● **EXERCISE PROMPT**:
Within the data below, state how many lines contain the string "ListingRecord". Provide the number only.

● **MATERIALS PROVIDED**:

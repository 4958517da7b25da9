use std::fs;

use url::Url;

use crate::extractor::{CardExtractor, ListingRecord};

fn extractor() -> CardExtractor {
    CardExtractor::new(Url::parse("https://sn.coinafrique.com").unwrap()).unwrap()
}

fn extract_fixture(name: &str, ad_url: &str) -> ListingRecord {
    let html = fs::read_to_string(format!("src/extractor/tests/fixtures/{name}"))
        .expect("Failed to read test fixture");
    extractor().extract_fragment(&html, &Url::parse(ad_url).unwrap())
}

#[test]
fn test_extract_full_card() {
    let record = extract_fixture(
        "card.html",
        "https://sn.coinafrique.com/annonce/chaussures-homme/basket-nike-air-max-4512345",
    );

    assert_eq!(record.price, Some(25000));
    assert_eq!(record.address.as_deref(), Some("Sicap Liberté, Dakar"));
    assert_eq!(
        record.image_link.as_deref(),
        Some("https://sn.coinafrique.com/uploads/ads/4512345_1.jpg")
    );
    assert_eq!(
        record.ad_url.as_deref(),
        Some("https://sn.coinafrique.com/annonce/chaussures-homme/basket-nike-air-max-4512345")
    );
    assert_eq!(record.title, None);
}

#[test]
fn test_extract_price_on_request_card() {
    let record = extract_fixture(
        "card_on_request.html",
        "https://sn.coinafrique.com/annonce/vetements-homme/costume-3-pieces-4400001",
    );

    assert_eq!(record.price, None);
    // No location element: the whole card text is the address candidate.
    assert_eq!(
        record.address.as_deref(),
        Some("Prix sur demande Thiès, Sénégal")
    );
    assert_eq!(
        record.image_link.as_deref(),
        Some("https://images.coinafrique.com/4400001_1.jpg")
    );
}

#[test]
fn test_extract_bare_card() {
    let record = extract_fixture(
        "card_bare.html",
        "https://sn.coinafrique.com/annonce/vetements-enfants/ensemble-4400002",
    );

    assert_eq!(record.price, None);
    assert_eq!(record.address, None);
    assert_eq!(record.image_link, None);
    assert!(record.ad_url.is_some());
}

#[test]
fn test_malformed_markup() {
    let record = extractor().extract_fragment(
        r#"<div class="card"><h3>3 000 CFA<p class="location">Pikine<img data-src="/x.jpg""#,
        &Url::parse("https://sn.coinafrique.com/annonce/a-1").unwrap(),
    );

    assert_eq!(record.price, Some(3000));
    assert!(record.ad_url.is_some());
}

#[cfg(feature = "fuzz")]
mod fuzz {
    use super::*;
    use crate::extractor::{normalize_address, normalize_price, normalize_text};
    use proptest::prelude::*;

    proptest! {
        #[test]
        fn test_extract_never_panics(html in ".*") {
            let ad_url = Url::parse("https://sn.coinafrique.com/annonce/a-1").unwrap();
            let record = extractor().extract_fragment(&html, &ad_url);
            prop_assert_eq!(record.ad_url.as_deref(), Some(ad_url.as_str()));
        }

        #[test]
        fn test_text_idempotent(raw in ".*") {
            let once = normalize_text(Some(&raw));
            prop_assert_eq!(normalize_text(once.as_deref()), once);
        }

        #[test]
        fn test_address_idempotent(raw in "[a-zA-Zé_ ,\t\n]*(location_on)?[a-z ,]*") {
            let once = normalize_address(Some(&raw));
            prop_assert_eq!(normalize_address(once.as_deref()), once);
        }

        #[test]
        fn test_price_idempotent(raw in ".*") {
            let once = normalize_price(Some(&raw));
            let again = once.and_then(|p| normalize_price(Some(&p.to_string())));
            prop_assert_eq!(again, once);
        }
    }
}
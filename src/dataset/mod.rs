//! Cleaning of raw exports produced by an external generic crawler.
//!
//! Exports come with whatever columns the crawler was configured with. The
//! cleaner maps them onto the canonical schema by header keywords and runs
//! the same normalizers the live scraper uses. `summary` reduces a cleaned
//! table to the headline figures of a category.

pub mod cleaner;
pub mod errors;
pub mod raw;
pub mod summary;

pub use cleaner::{TECHNICAL_COLUMNS, clean_raw, match_column};
pub use errors::SchemaError;
pub use raw::RawTable;
pub use summary::{PRICE_BANDS, PriceBand, Summary, summarize};

use tracing::instrument;

use crate::config::{Category, Config};
use crate::extractor::ListingTable;

/// Load the raw export configured for a category.
#[instrument(skip(config))]
pub fn load_category(config: &Config, category: Category) -> Result<RawTable, SchemaError> {
    RawTable::from_path(config.raw_file(category))
}

/// Load and clean the raw export configured for a category.
pub fn clean_category(config: &Config, category: Category) -> Result<ListingTable, SchemaError> {
    clean_raw(&load_category(config, category)?)
}

/// Load, clean and summarize the raw export configured for a category.
pub fn summarize_category(config: &Config, category: Category) -> Result<Summary, SchemaError> {
    Ok(summarize(&clean_category(config, category)?))
}
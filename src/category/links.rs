use scraper::ElementRef;
use url::Url;

use crate::config::AD_PATH_PREFIX;
use crate::extractor::ExtractionError;

/// Tag of the element that wraps one ad card on category pages.
const CARD_CONTAINER_TAG: &str = "div";

/// Recognizes links to ad detail pages of the target site.
#[derive(Debug, Clone)]
pub struct AdLinkMatcher {
    base_url: Url,
}

impl AdLinkMatcher {
    pub fn new(base_url: Url) -> Self {
        Self { base_url }
    }

    /// Absolute ad URL for `href`, or `None` when the link points anywhere
    /// other than an ad detail page on the site. Fragments are dropped so the
    /// same ad always resolves to the same URL.
    pub fn resolve(&self, href: &str) -> Result<Option<Url>, ExtractionError> {
        let href = href.trim();
        let mut url = match self.base_url.join(href) {
            Ok(url) => url,
            Err(source) if href.starts_with(AD_PATH_PREFIX) => {
                return Err(ExtractionError::InvalidLink {
                    href: href.to_string(),
                    source,
                });
            }
            Err(_) => return Ok(None),
        };

        let same_site = url.host_str() == self.base_url.host_str()
            && url.port_or_known_default() == self.base_url.port_or_known_default();
        if !same_site || !url.path().starts_with(AD_PATH_PREFIX) {
            return Ok(None);
        }

        url.set_fragment(None);
        Ok(Some(url))
    }
}

/// The nearest ancestor `div` of an ad link, which holds the whole card.
pub fn enclosing_card(anchor: ElementRef<'_>) -> Option<ElementRef<'_>> {
    anchor
        .ancestors()
        .filter_map(ElementRef::wrap)
        .find(|el| el.value().name() == CARD_CONTAINER_TAG)
}

/// Category URL for a 1-based page index. An existing `page` parameter is
/// replaced; other query parameters are kept.
pub fn page_url(category_url: &Url, page: u32) -> Url {
    let kept: Vec<(String, String)> = category_url
        .query_pairs()
        .filter(|(key, _)| key != "page")
        .map(|(key, value)| (key.into_owned(), value.into_owned()))
        .collect();

    let mut url = category_url.clone();
    url.query_pairs_mut()
        .clear()
        .extend_pairs(kept)
        .append_pair("page", &page.to_string());
    url
}

#[cfg(test)]
mod tests {
    use super::*;
    use scraper::{Html, Selector};

    fn matcher() -> AdLinkMatcher {
        AdLinkMatcher::new(Url::parse("https://sn.coinafrique.com").unwrap())
    }

    #[test]
    fn resolves_relative_ad_links() {
        let url = matcher()
            .resolve("/annonce/chaussures-homme/basket-42#photos")
            .unwrap()
            .unwrap();
        assert_eq!(
            url.as_str(),
            "https://sn.coinafrique.com/annonce/chaussures-homme/basket-42"
        );
    }

    #[test]
    fn accepts_absolute_links_on_site() {
        let url = matcher()
            .resolve("https://sn.coinafrique.com/annonce/vetements-homme/chemise-7")
            .unwrap();
        assert!(url.is_some());
    }

    #[test]
    fn ignores_other_links() {
        let m = matcher();
        assert!(m.resolve("/categorie/vetements-homme?page=2").unwrap().is_none());
        assert!(m.resolve("https://ci.coinafrique.com/annonce/x-1").unwrap().is_none());
        assert!(m.resolve("mailto:contact@coinafrique.com").unwrap().is_none());
        assert!(m.resolve("#").unwrap().is_none());
    }

    #[test]
    fn finds_nearest_div() {
        let html = Html::parse_fragment(
            r#"<div id="outer"><div id="card"><p><a href="/annonce/a-1">ad</a></p></div></div>"#,
        );
        let anchor = html
            .select(&Selector::parse("a").unwrap())
            .next()
            .unwrap();
        let card = enclosing_card(anchor).unwrap();
        assert_eq!(card.value().id(), Some("card"));
    }

    #[test]
    fn anchor_without_div_has_no_card() {
        let html = Html::parse_document(r#"<body><a href="/annonce/a-1">ad</a></body>"#);
        let anchor = html
            .select(&Selector::parse("a").unwrap())
            .next()
            .unwrap();
        assert!(enclosing_card(anchor).is_none());
    }

    #[test]
    fn page_url_appends_or_replaces_page() {
        let base = Url::parse("https://sn.coinafrique.com/categorie/vetements-homme").unwrap();
        assert_eq!(
            page_url(&base, 1).as_str(),
            "https://sn.coinafrique.com/categorie/vetements-homme?page=1"
        );

        let filtered =
            Url::parse("https://sn.coinafrique.com/categorie/vetements-homme?sort=recent&page=9")
                .unwrap();
        assert_eq!(
            page_url(&filtered, 3).as_str(),
            "https://sn.coinafrique.com/categorie/vetements-homme?sort=recent&page=3"
        );
    }
}
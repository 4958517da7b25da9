pub mod category;
pub mod config;
pub mod dataset;
pub mod extractor;
pub mod fetcher;
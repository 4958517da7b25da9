use std::fs::File;
use std::io;
use std::path::Path;

use serde_json::{Map, Value};

use crate::dataset::errors::SchemaError;

/// Cell values the crawler and spreadsheet tooling write for "no value".
const NULL_MARKERS: &[&str] = &[
    "", "#N/A", "#N/A N/A", "#NA", "-1.#IND", "-1.#QNAN", "-NaN", "-nan", "1.#IND", "1.#QNAN",
    "<NA>", "N/A", "NA", "NULL", "NaN", "None", "n/a", "nan", "null",
];

fn cell(value: &str) -> Option<String> {
    let trimmed = value.trim();
    (!NULL_MARKERS.contains(&trimmed)).then(|| value.to_string())
}

/// A raw export as loaded: header names plus rows of optional cells, every
/// row exactly as wide as the header.
#[derive(Debug, Clone, Default, PartialEq, Eq)]
pub struct RawTable {
    headers: Vec<String>,
    rows: Vec<Vec<Option<String>>>,
}

impl RawTable {
    /// Rows shorter than the header are padded with absent cells and longer
    /// ones are cut.
    pub fn new(headers: Vec<String>, rows: Vec<Vec<Option<String>>>) -> Self {
        let width = headers.len();
        let rows = rows
            .into_iter()
            .map(|mut row| {
                row.resize(width, None);
                row
            })
            .collect();
        Self { headers, rows }
    }

    pub fn from_path(path: impl AsRef<Path>) -> Result<Self, SchemaError> {
        let path = path.as_ref();
        let file = File::open(path).map_err(|source| SchemaError::Io {
            path: path.to_path_buf(),
            source,
        })?;
        Self::from_reader(io::BufReader::new(file))
    }

    /// Reads UTF-8 CSV with a header row.
    pub fn from_reader<R: io::Read>(reader: R) -> Result<Self, SchemaError> {
        let mut rdr = csv::ReaderBuilder::new().flexible(true).from_reader(reader);

        let headers: Vec<String> = rdr
            .headers()?
            .iter()
            .enumerate()
            .map(|(i, h)| {
                let h = if i == 0 { h.trim_start_matches('\u{feff}') } else { h };
                h.trim().to_string()
            })
            .collect();
        if headers.iter().all(String::is_empty) {
            return Err(SchemaError::MissingHeader);
        }

        let mut rows = Vec::new();
        for record in rdr.records() {
            rows.push(record?.iter().map(cell).collect());
        }

        Ok(Self::new(headers, rows))
    }

    pub fn headers(&self) -> &[String] {
        &self.headers
    }

    pub fn rows(&self) -> &[Vec<Option<String>>] {
        &self.rows
    }

    pub fn len(&self) -> usize {
        self.rows.len()
    }

    pub fn is_empty(&self) -> bool {
        self.rows.is_empty()
    }

    /// Writes the table back out as loaded, absent cells empty.
    pub fn write_csv<W: io::Write>(&self, writer: W) -> Result<(), csv::Error> {
        let mut wtr = csv::Writer::from_writer(writer);
        wtr.write_record(&self.headers)?;
        for row in &self.rows {
            wtr.write_record(row.iter().map(|c| c.as_deref().unwrap_or_default()))?;
        }
        wtr.flush()?;
        Ok(())
    }

    /// One JSON object per row keyed by header; absent cells are `null`.
    pub fn to_json_rows(&self) -> Vec<Map<String, Value>> {
        self.rows
            .iter()
            .map(|row| {
                self.headers
                    .iter()
                    .zip(row)
                    .map(|(h, c)| (h.clone(), c.clone().map_or(Value::Null, Value::String)))
                    .collect()
            })
            .collect()
    }
}
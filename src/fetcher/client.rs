use std::time::Duration;

use async_trait::async_trait;
use reqwest::header::{ACCEPT, ACCEPT_LANGUAGE, CONTENT_TYPE, HeaderMap, HeaderValue};
use reqwest::{Client, ClientBuilder};
use tracing::{debug, instrument};
use url::Url;

use crate::config::Config;
use crate::fetcher::{errors::FetchError, pipeline::process_response, types::PageResponse};

const MAX_BODY_SIZE: u64 = 5 * 1024 * 1024; // 5MB
const CONNECT_TIMEOUT: Duration = Duration::from_secs(10);
const MAX_REDIRECTS: usize = 10;

/// Anything that can hand back the markup behind a URL.
#[cfg_attr(test, mockall::automock)]
#[async_trait]
pub trait PageSource: Send + Sync {
    async fn fetch_page(&self, url: &Url) -> Result<String, FetchError>;
}

/// HTTP page source backed by a shared reqwest client.
#[derive(Debug, Clone)]
pub struct HttpFetcher {
    client: Client,
}

impl HttpFetcher {
    pub fn new(config: &Config) -> Result<Self, FetchError> {
        let mut headers = HeaderMap::new();
        headers.insert(
            ACCEPT,
            HeaderValue::from_static("text/html,application/xhtml+xml,application/xml;q=0.9,*/*;q=0.8"),
        );
        headers.insert(ACCEPT_LANGUAGE, HeaderValue::from_static("fr-FR,fr;q=0.9,en;q=0.5"));

        let client = ClientBuilder::new()
            .connect_timeout(CONNECT_TIMEOUT.min(config.fetch_timeout()))
            .timeout(config.fetch_timeout())
            .user_agent(config.user_agent())
            .redirect(reqwest::redirect::Policy::limited(MAX_REDIRECTS))
            .default_headers(headers)
            .build()
            .map_err(|e| FetchError::Client(e.to_string()))?;

        Ok(Self { client })
    }

    pub async fn fetch_str(&self, url: &str) -> Result<PageResponse, FetchError> {
        let url = Url::parse(url)?;
        self.fetch(&url).await
    }

    #[instrument(skip_all, fields(url = %url))]
    pub async fn fetch(&self, url: &Url) -> Result<PageResponse, FetchError> {
        let response = self
            .client
            .get(url.clone())
            .send()
            .await
            .map_err(FetchError::from_reqwest_error)?;

        if let Some(content_length) = response.content_length()
            && content_length > MAX_BODY_SIZE
        {
            return Err(FetchError::BodyTooLarge(content_length));
        }

        let final_url = response.url().clone();
        let status = response.status();

        if !status.is_success() {
            return Err(FetchError::Http { status });
        }

        let content_type = response
            .headers()
            .get(CONTENT_TYPE)
            .and_then(|ct| ct.to_str().ok())
            .unwrap_or("text/html")
            .to_string();

        if !content_type.contains("text/html") && !content_type.contains("application/xhtml") {
            return Err(FetchError::UnsupportedContentType(content_type));
        }

        let body = response
            .bytes()
            .await
            .map_err(FetchError::from_reqwest_error)?;

        // Content-Length can be missing or describe the compressed body
        if body.len() as u64 > MAX_BODY_SIZE {
            return Err(FetchError::BodyTooLarge(body.len() as u64));
        }

        let page = process_response(final_url, status, body, &content_type);
        debug!(
            status = %page.status,
            encoding = page.encoding,
            bytes = page.body_raw.len(),
            fetched_at = %page.fetched_at,
            "page fetched"
        );
        Ok(page)
    }
}

#[async_trait]
impl PageSource for HttpFetcher {
    async fn fetch_page(&self, url: &Url) -> Result<String, FetchError> {
        Ok(self.fetch(url).await?.body_utf8)
    }
}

● **WRITTEN REPLY**:
2